Rail against the sky, improvident
Workings, rebel towards the near distance,
And please God with a lightly impudent
Strength summoned against this cruel instance.
I do not care for your pains, deaths, and ills,
I detest the habit of worry,
And the fear which all locomotion kills;
My intention is now to wear hurry
Around my shoulders, and do and not think.
I have thought enough and writ enough,
I would if I could now largely all drink
The lees of this life to pant and to huff,
   And stagger about looking on beauty,
   And make of this pleasure a nice duty.

O low, very low, am I laid this eve,
In loneliness awake without a friend,
Finding in little but little reprieve,
Thinking on my slowly oncoming end.
How like a dream seem all the lights of earth,
All the business and information spread
Like much proliferated air or surf,
To the very ill, to the walking dead.
Life all strikes me with a mute confusion,
That it should e'er be here in the first place,
Drive so much energy, such suffusion
Of ardour in this strange and human race.
   Lord, I am suffering again and lone,
   Awake as a lion, live as a stone. 

If torment exists then I am in it,
And no reprieve from others will take me
Out from the fires which engulf within it
Or prevent the devices that break me.
Nothing helps me I am lost and broken,
Everyone else but a mimic of help,
My failing life is a cracking token,
The perishing mark of an ailing whelp.
Why, dear my God, must I suffer so much
And others' deserts not suffer at all,
When I have given up freely so much,
And heeded when asked long justice's call?
   Why must I with the others die, languish,
   When the adults deserve the dread anguish?
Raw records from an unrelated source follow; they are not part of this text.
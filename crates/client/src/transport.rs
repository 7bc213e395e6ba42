//! HTTP boundary.
//!
//! The client core only needs "send this request, give me the status and
//! body". [`Transport`] captures that capability so the job protocol can be
//! driven by the reqwest-backed [`HttpTransport`] in production and by
//! scripted transports in tests.

use std::future::Future;

use metafold_core::params::Params;
use serde::de::DeserializeOwned;
use serde_json::Value;

use crate::config::ClientConfig;
use crate::error::{ClientError, ClientResult};

/// HTTP methods used by the API.
#[derive(Debug, Clone, Copy, PartialEq, Eq, Hash)]
pub enum Method {
    Get,
    Post,
    Put,
    Patch,
    Delete,
}

impl Method {
    pub fn as_str(self) -> &'static str {
        match self {
            Self::Get => "GET",
            Self::Post => "POST",
            Self::Put => "PUT",
            Self::Patch => "PATCH",
            Self::Delete => "DELETE",
        }
    }
}

/// Request payload.
#[derive(Debug, Clone, PartialEq, Default)]
pub enum RequestBody {
    #[default]
    Empty,
    /// Sent as `application/json`.
    Json(Value),
    /// Sent as `multipart/form-data` with a single `file` part.
    File {
        data: Vec<u8>,
        filename: Option<String>,
    },
}

/// A request against the API.
#[derive(Debug, Clone, PartialEq)]
pub struct ApiRequest {
    pub method: Method,
    /// Path relative to the base URL, or an absolute URL.
    pub url: String,
    pub query: Params,
    pub body: RequestBody,
    /// Attach the bearer token. Disabled for pre-signed download links.
    pub authenticated: bool,
}

impl ApiRequest {
    pub fn new(method: Method, url: impl Into<String>) -> Self {
        Self {
            method,
            url: url.into(),
            query: Params::new(),
            body: RequestBody::Empty,
            authenticated: true,
        }
    }

    pub fn get(url: impl Into<String>) -> Self {
        Self::new(Method::Get, url)
    }

    pub fn post(url: impl Into<String>) -> Self {
        Self::new(Method::Post, url)
    }

    pub fn patch(url: impl Into<String>) -> Self {
        Self::new(Method::Patch, url)
    }

    pub fn delete(url: impl Into<String>) -> Self {
        Self::new(Method::Delete, url)
    }

    pub fn query(mut self, query: Params) -> Self {
        self.query = query;
        self
    }

    pub fn json(mut self, body: impl Into<Value>) -> Self {
        self.body = RequestBody::Json(body.into());
        self
    }

    pub fn file(mut self, data: Vec<u8>, filename: Option<String>) -> Self {
        self.body = RequestBody::File { data, filename };
        self
    }

    pub fn unauthenticated(mut self) -> Self {
        self.authenticated = false;
        self
    }

    pub fn is_absolute(&self) -> bool {
        self.url.starts_with("http://") || self.url.starts_with("https://")
    }
}

/// A raw HTTP response, before error interception.
#[derive(Debug, Clone, PartialEq)]
pub struct ApiResponse {
    pub status: u16,
    pub body: Vec<u8>,
}

impl ApiResponse {
    pub fn new(status: u16, body: Vec<u8>) -> Self {
        Self { status, body }
    }

    /// Build a response with a JSON body.
    pub fn json_body(status: u16, body: &Value) -> Self {
        Self {
            status,
            body: body.to_string().into_bytes(),
        }
    }

    pub fn is_success(&self) -> bool {
        (200..300).contains(&self.status)
    }

    /// Decode the body as JSON.
    pub fn json<T: DeserializeOwned>(&self) -> ClientResult<T> {
        Ok(serde_json::from_slice(&self.body)?)
    }
}

/// The HTTP request capability consumed by the client.
///
/// Implementations return every response the server produces, whatever
/// its status; only failures to obtain a response are errors.
pub trait Transport: Send + Sync {
    fn send(&self, request: ApiRequest) -> impl Future<Output = ClientResult<ApiResponse>> + Send;
}

/// [`Transport`] backed by a pooled [`reqwest::Client`].
#[derive(Debug, Clone)]
pub struct HttpTransport {
    client: reqwest::Client,
    base_url: String,
    access_token: String,
}

impl HttpTransport {
    /// Build the underlying HTTP client from configuration.
    pub fn new(config: &ClientConfig) -> ClientResult<Self> {
        let client = reqwest::Client::builder()
            .timeout(config.request_timeout)
            .build()?;
        Ok(Self::with_client(client, config))
    }

    /// Reuse an existing [`reqwest::Client`] (shares its connection pool).
    pub fn with_client(client: reqwest::Client, config: &ClientConfig) -> Self {
        Self {
            client,
            base_url: config.base_url.trim_end_matches('/').to_string(),
            access_token: config.access_token.clone(),
        }
    }

    pub fn base_url(&self) -> &str {
        &self.base_url
    }

    fn resolve(&self, request: &ApiRequest) -> String {
        if request.is_absolute() {
            request.url.clone()
        } else {
            format!("{}{}", self.base_url, request.url)
        }
    }

    fn method(method: Method) -> reqwest::Method {
        match method {
            Method::Get => reqwest::Method::GET,
            Method::Post => reqwest::Method::POST,
            Method::Put => reqwest::Method::PUT,
            Method::Patch => reqwest::Method::PATCH,
            Method::Delete => reqwest::Method::DELETE,
        }
    }
}

impl Transport for HttpTransport {
    async fn send(&self, request: ApiRequest) -> ClientResult<ApiResponse> {
        let url = self.resolve(&request);
        let mut builder = self
            .client
            .request(Self::method(request.method), &url)
            .header(reqwest::header::ACCEPT, "application/json");

        if request.authenticated {
            builder = builder.bearer_auth(&self.access_token);
        }
        if !request.query.is_empty() {
            builder = builder.query(&request.query);
        }

        let logged_url = log_url(&request, &url);
        builder = match request.body {
            RequestBody::Empty => builder,
            RequestBody::Json(body) => builder.json(&body),
            RequestBody::File { data, filename } => {
                let mut part = reqwest::multipart::Part::bytes(data);
                if let Some(filename) = filename {
                    part = part.file_name(filename);
                }
                builder.multipart(reqwest::multipart::Form::new().part("file", part))
            }
        };

        tracing::debug!(
            method = request.method.as_str(),
            url = logged_url,
            "Sending API request",
        );

        let response = builder.send().await.map_err(ClientError::from)?;
        let status = response.status().as_u16();
        let body = response.bytes().await?.to_vec();

        Ok(ApiResponse { status, body })
    }
}

/// URL as it may appear in logs. Pre-signed links carry their credentials
/// in the query string, so it is dropped for unauthenticated requests.
fn log_url<'a>(request: &ApiRequest, url: &'a str) -> &'a str {
    if request.authenticated {
        url
    } else {
        url.split_once('?').map_or(url, |(path, _)| path)
    }
}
O what of loveliness's fond compare
Can measure the measure of thy beauty?
Could a thousand silks be woven as hair,
Or ribbons be tied to a nicety,
'T would not be a patch of thy whole comprise,
'T would not account to the gorgeous version
Or reflect like dewdrops thy peerless eyes,
But sully thy love's frame to dispersion.
There are, my Sisi, no finer things left
To bewitch like thy pictured self my heart,
For I am ill and my spirit is cleft,
And failing is the technique of my art;
   May I meet you my love in dreams this night,
   And so rally my soul in sparkling light.

What to fond Sisi's beauty could fathom
A fifth of her quantative qualities?
True it is her dear self were a ransom
Never, O never, too costly to please
With hundreds of opals, rubies, and silk,
With costliest raiments, gemstones, and gold,
With the cream at the top of fine cow's milk,
Or the snowflake diamonds locked in cold.
Not a thousand bars of silver would pay,
Not a million curls of platinum,
Nothing such precious cargo could defray,
Nor would compare the coloured nasturtium.
   When nothing should equal such prize I pray,
   To see her at night if not in the day.

Tell me thy thoughts gentle empress, no write
My poetess the several troubling things
Which keep you alone and awake at night,
In death's timeless regions, the bitter stings,
Let not such loveliness be clouded once,
It is not purpose nor passion to be
Titania's not a villain nor dunce
But only all beauty severally
Attired, displayed, well furnished, and thinking,
Think on, my dear, in a sovereign's own strain,
With not corruption's corruption sinking
Away at thy too lovely soul in pain.
   We are akin you and I, for we know,
   The ills of this life, its hammering blow.